Ramnarine, who served as his country’s Energy Minister from June 2011 to September 2015 said, however, that at a time when the role of the media in Guyana’s oil and gas pursuit was certain to become more important there was now a need for training towards the creation of “specialist oil and gas journalists.”

Part of the audience at Wednesday’s Oil and Gas lecture

He said that as has been the case in his own country, the challenge of keeping the public as a whole abreast of developments in the sector, the media in Guyana would be compelled to enhance its knowledge of oil and gas and all of its implications for Guyana as the process unfolds. “I believe that this is a necessary investment for Guyana and it will obviously be a shared public/private sector responsibility… There are courses abroad the journalists can pursue and of course there is the possibility of practical exposure to refineries and other oil and gas-related areas. There is a need for local workshops and other forms of training,” Ramnarine said.

Ahead of the commencement of oil and gas recovery scheduled to begin in 2020, Guyana has witnessed visits by various overseas oil experts, the most recent being Ramnarine, who is being hosted by the Georgetown Chamber of Commerce and Industry and Ghanaian Theophilus  Nyarko Ahwireng, a former Chief Executive of the National Petroleum Commission of Ghana, invited here by the local Guyana Oil and Gas Association (GOGA) and who on Tuesday, at a public lecture, addressed a number of issues including aspects of the environmental implications of the oil and gas sector.

On Monday, Ramnarine commenced a series of four public lectures in Linden, Berbice, Georgetown and Region Three on the subject of “Oil & Gas Sector Development and the Draft Petroleum Commission Bill” during what is his fourth visit to Guyana this year as a participant in the local oil and gas public education process.

The GCCI, the local entity hosting Mr. Ramnarine’s current visit said in a media release issued last week that the lectures seek to “address pressing questions including how the Guyanese private sector can benefit from the oil and gas sector (and) the implications of the draft Petroleum Commission Bill,” among other issues.

Asked to comment on the crucial draft Petroleum Commission Bill, which, when passed into law will become the foundation on which the all-important Petroleum Commission will be built, Ramnarine said that the Bill was “one of the most important pieces of legislation that Guyana will ever pass.” Asserting that the current draft was “not a perfect bill,” the former Trinidad and Tobago Energy Minister asserted that “work will have to be done to fix it,” Ramnarine said, adding that the Bill “must be transparent so as to win respect.”
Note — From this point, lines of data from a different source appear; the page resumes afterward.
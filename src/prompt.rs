//! Named prompt templates with compiled-in fallbacks.
//!
//! Templates live in a directory as `1_task_breakdown.txt`,
//! `2_code_generation.txt` and `3_code_correction.txt`. A template that is
//! missing, unreadable, or lacks one of its required placeholders is replaced
//! by the built-in default, so template problems are never fatal.
//!
//! Placeholders may be written `{name}`, `${name}` or `$name`. Unknown
//! placeholders are left verbatim. Use `{{`/`}}` for literal braces and `$$`
//! for a literal dollar sign.

use std::path::{Path, PathBuf};

/// The templates the pipeline renders.
#[derive(Debug, Clone, Copy, PartialEq, Eq, Hash)]
pub enum PromptTemplate {
    TaskBreakdown,
    CodeGeneration,
    CodeCorrection,
}

impl PromptTemplate {
    pub const ALL: [PromptTemplate; 3] = [
        PromptTemplate::TaskBreakdown,
        PromptTemplate::CodeGeneration,
        PromptTemplate::CodeCorrection,
    ];

    /// Logical name, e.g. `task_breakdown`.
    pub fn name(self) -> &'static str {
        match self {
            PromptTemplate::TaskBreakdown => "task_breakdown",
            PromptTemplate::CodeGeneration => "code_generation",
            PromptTemplate::CodeCorrection => "code_correction",
        }
    }

    /// File name without extension inside the template directory.
    pub fn file_stem(self) -> &'static str {
        match self {
            PromptTemplate::TaskBreakdown => "1_task_breakdown",
            PromptTemplate::CodeGeneration => "2_code_generation",
            PromptTemplate::CodeCorrection => "3_code_correction",
        }
    }

    /// Placeholders a template file must mention to be accepted.
    pub fn required_placeholders(self) -> &'static [&'static str] {
        match self {
            PromptTemplate::TaskBreakdown => &["questions"],
            PromptTemplate::CodeGeneration => &["questions", "metadata"],
            PromptTemplate::CodeCorrection => &["code", "error"],
        }
    }

    pub fn default_text(self) -> &'static str {
        match self {
            PromptTemplate::TaskBreakdown => DEFAULT_TASK_BREAKDOWN,
            PromptTemplate::CodeGeneration => DEFAULT_CODE_GENERATION,
            PromptTemplate::CodeCorrection => DEFAULT_CODE_CORRECTION,
        }
    }
}

const DEFAULT_TASK_BREAKDOWN: &str = r#"Analyze the following questions and create a structured plan to answer them:

Questions: {questions}

Please provide a step-by-step plan in JSON format with the following structure:
{{
    "plan": "Brief description of the overall approach",
    "steps": ["Step 1", "Step 2", "Step 3"]
}}
"#;

const DEFAULT_CODE_GENERATION: &str = r#"Based on the following questions and data metadata, write Python code to perform the analysis:

Questions: {questions}

Data Metadata: {metadata}

Please write clean, executable Python code that answers the questions using the provided data structure.
The sourced data is already loaded into the variables `data` and `metadata`.
Include all necessary imports and ensure the code is self-contained.
Print the final answer to standard output.
"#;

const DEFAULT_CODE_CORRECTION: &str = r#"The following Python code has an error. Please fix it:

Code:
{code}

Error:
{error}

Please provide the corrected version of the code. Return only Python code.
"#;

/// One lexical piece of a template.
#[derive(Debug, PartialEq, Eq)]
enum Piece<'a> {
    Text(&'a str),
    Var { name: &'a str, raw: &'a str },
}

fn is_ident_start(c: char) -> bool {
    c.is_ascii_alphabetic() || c == '_'
}

fn ident_len(s: &str) -> usize {
    let mut chars = s.char_indices();
    match chars.next() {
        Some((_, c)) if is_ident_start(c) => {}
        _ => return 0,
    }
    chars
        .find(|(_, c)| !(c.is_ascii_alphanumeric() || *c == '_'))
        .map(|(i, _)| i)
        .unwrap_or(s.len())
}

/// Split a braced name `{name}` off the start of `s` (which begins after the
/// opening brace). Returns the name length when it is a bare identifier
/// followed by `}`.
fn braced_ident(s: &str) -> Option<usize> {
    let len = ident_len(s);
    (len > 0 && s[len..].starts_with('}')).then_some(len)
}

fn scan(template: &str) -> Vec<Piece<'_>> {
    let mut pieces = Vec::new();
    let mut text_start = 0;
    let mut i = 0;

    while i < template.len() {
        let rest = &template[i..];
        let token = if rest.starts_with("{{") || rest.starts_with("}}") || rest.starts_with("$$") {
            Some((Piece::Text(&rest[..1]), 2))
        } else if let Some(after) = rest.strip_prefix("${") {
            braced_ident(after).map(|len| {
                (Piece::Var { name: &after[..len], raw: &rest[..len + 3] }, len + 3)
            })
        } else if let Some(after) = rest.strip_prefix('$') {
            match ident_len(after) {
                0 => None,
                len => Some((Piece::Var { name: &after[..len], raw: &rest[..len + 1] }, len + 1)),
            }
        } else if let Some(after) = rest.strip_prefix('{') {
            braced_ident(after).map(|len| {
                (Piece::Var { name: &after[..len], raw: &rest[..len + 2] }, len + 2)
            })
        } else {
            None
        };

        match token {
            Some((piece, consumed)) => {
                if text_start < i {
                    pieces.push(Piece::Text(&template[text_start..i]));
                }
                pieces.push(piece);
                i += consumed;
                text_start = i;
            }
            None => {
                i += rest.chars().next().map_or(1, char::len_utf8);
            }
        }
    }

    if text_start < template.len() {
        pieces.push(Piece::Text(&template[text_start..]));
    }
    pieces
}

/// Names of every placeholder mentioned in `template`, in order of
/// appearance (duplicates included).
pub fn placeholders(template: &str) -> Vec<&str> {
    scan(template)
        .into_iter()
        .filter_map(|p| match p {
            Piece::Var { name, .. } => Some(name),
            Piece::Text(_) => None,
        })
        .collect()
}

/// Fill `template` with `vars`.
///
/// Values are inserted as-is and never rescanned. Placeholders without a
/// value stay verbatim.
///
/// # Example
///
/// ```
/// use llm_agent::prompt::render;
///
/// let out = render(
///     "Q: {questions} / ${questions} / $missing {{json}}",
///     &[("questions", "2+2")],
/// );
/// assert_eq!(out, "Q: 2+2 / 2+2 / $missing {json}");
/// ```
pub fn render(template: &str, vars: &[(&str, &str)]) -> String {
    let mut out = String::with_capacity(template.len());
    for piece in scan(template) {
        match piece {
            Piece::Text(text) => out.push_str(text),
            Piece::Var { name, raw } => {
                match vars.iter().find(|(key, _)| *key == name) {
                    Some((_, value)) => out.push_str(value),
                    None => out.push_str(raw),
                }
            }
        }
    }
    out
}

/// Loads templates from an optional directory, falling back to defaults.
#[derive(Debug, Clone, Default)]
pub struct PromptResolver {
    dir: Option<PathBuf>,
}

impl PromptResolver {
    /// Resolve templates from `dir`.
    pub fn new(dir: impl Into<PathBuf>) -> Self {
        Self {
            dir: Some(dir.into()),
        }
    }

    /// Always use the compiled-in defaults.
    pub fn builtin() -> Self {
        Self { dir: None }
    }

    pub fn dir(&self) -> Option<&Path> {
        self.dir.as_deref()
    }

    /// The template text to use for `template`.
    pub async fn load(&self, template: PromptTemplate) -> String {
        let Some(dir) = &self.dir else {
            return template.default_text().to_string();
        };
        let path = dir.join(format!("{}.txt", template.file_stem()));

        let text = match tokio::fs::read_to_string(&path).await {
            Ok(text) => text,
            Err(err) => {
                tracing::warn!(
                    template = template.name(),
                    path = %path.display(),
                    error = %err,
                    "prompt template not readable, using default"
                );
                return template.default_text().to_string();
            }
        };

        let found = placeholders(&text);
        if let Some(missing) = template
            .required_placeholders()
            .iter()
            .find(|name| !found.contains(*name))
        {
            tracing::warn!(
                template = template.name(),
                path = %path.display(),
                missing = *missing,
                "prompt template lacks a required placeholder, using default"
            );
            return template.default_text().to_string();
        }

        text
    }

    /// Load `template` and fill it with `vars`.
    pub async fn render(&self, template: PromptTemplate, vars: &[(&str, &str)]) -> String {
        render(&self.load(template).await, vars)
    }
}
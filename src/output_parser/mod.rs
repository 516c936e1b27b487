//! # Output Parser
//!
//! Extracts structured data from model replies and program output without
//! another model call. Handles think blocks, markdown fences and JSON buried
//! in prose.
//!
//! | Function | Use Case |
//! |----------|----------|
//! | [`parse_json`] | Typed JSON from a model reply (task plans) |
//! | [`find_json_array`] | The array a generated program printed |
//! | [`strip_think_tags`] | Remove `<think>` blocks from text |
//! | [`extract::extract_code_block_for`] | Pull a program out of a fenced reply |

pub mod error;
pub mod extract;
pub mod json;

pub use error::ParseError;
pub use extract::{preprocess, strip_think_tags};
pub use json::{find_json_array, parse_json};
Meanwhile, Ramnarine told Stabroek Business that it was of the utmost importance that Guyana move to create a Petroleum Commission in the shortest possible time. “People will have to be hired to do the various jobs ahead of 2020 and that needs to be put in place,” he said. Alluding to the importance of the Commission in the effective management of the oil and gas sector Ramnarine told Stabroek Business that “It has to be credible, gain the respect of Guyanese and the respect of the companies. The Commission must be transparent to probes; it most become one of the most important institutions in Guyana.”

The Petroleum Commis-sion apart, Ramnarine said that the success of Guyana’s oil industry will also be dependent on the integrity of the Ministry of Natural Resources. “The integrity of these two institutions must be held as paramount. Some countries have gotten it wrong, some have gotten it right, Norway being the example that we point to in respect of getting it right and some have been in between. This is a fantastic, once in a lifetime opportunity for Guyana and it is important that we do not get it wrong,” Ramnarine said.